What is needed — Lines with the word "record": copy all of them from the entries below.

Given entries —
Start of Block

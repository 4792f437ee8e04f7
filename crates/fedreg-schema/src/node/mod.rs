mod attribute;
mod field;
mod group;
mod segment;

pub use attribute::{Attribute, Entry};
pub use field::FieldDef;
pub use group::GroupDef;
pub use segment::SegmentSchema;
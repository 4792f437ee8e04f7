use crate::prelude::*;

///
/// Entry
///
/// How one attribute of a segment type is materialized. Resolved once from
/// the registry; never re-inferred from record data.
///

#[derive(Clone, Copy, Debug, Serialize)]
pub enum Entry {
    /// Nested sub-record(s), populated as a child segment.
    Group(GroupDef),
    /// Direct named attribute on the record.
    Plain(FieldDef),
    /// Entry in the record's generic `Slot` collection.
    Slot(FieldDef),
}

///
/// Attribute
///

#[derive(Clone, Copy, Debug, Serialize)]
pub struct Attribute {
    pub name: &'static str,
    pub entry: Entry,
}

impl Attribute {
    #[must_use]
    pub const fn plain(name: &'static str, def: FieldDef) -> Self {
        Self {
            name,
            entry: Entry::Plain(def),
        }
    }

    #[must_use]
    pub const fn slot(name: &'static str, def: FieldDef) -> Self {
        Self {
            name,
            entry: Entry::Slot(def),
        }
    }

    #[must_use]
    pub const fn group(name: &'static str, def: GroupDef) -> Self {
        Self {
            name,
            entry: Entry::Group(def),
        }
    }

    /// Field descriptor for plain and slot attributes.
    #[must_use]
    pub const fn field_def(&self) -> Option<&FieldDef> {
        match &self.entry {
            Entry::Plain(def) | Entry::Slot(def) => Some(def),
            Entry::Group(_) => None,
        }
    }

    #[must_use]
    pub const fn group_def(&self) -> Option<&GroupDef> {
        match &self.entry {
            Entry::Group(def) => Some(def),
            _ => None,
        }
    }

    #[must_use]
    pub const fn is_slot(&self) -> bool {
        matches!(self.entry, Entry::Slot(_))
    }

    /// Segment type a group attribute resolves to.
    #[must_use]
    pub fn target_type(&self) -> Option<&'static str> {
        self.group_def()
            .map(|group| group.segment_type.unwrap_or(self.name))
    }
}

End of Block

Reply —
/// the registry; never re-inferred from record data.
    /// Nested sub-record(s), populated as a child segment.
    /// Direct named attribute on the record.
    /// Entry in the record's generic `Slot` collection.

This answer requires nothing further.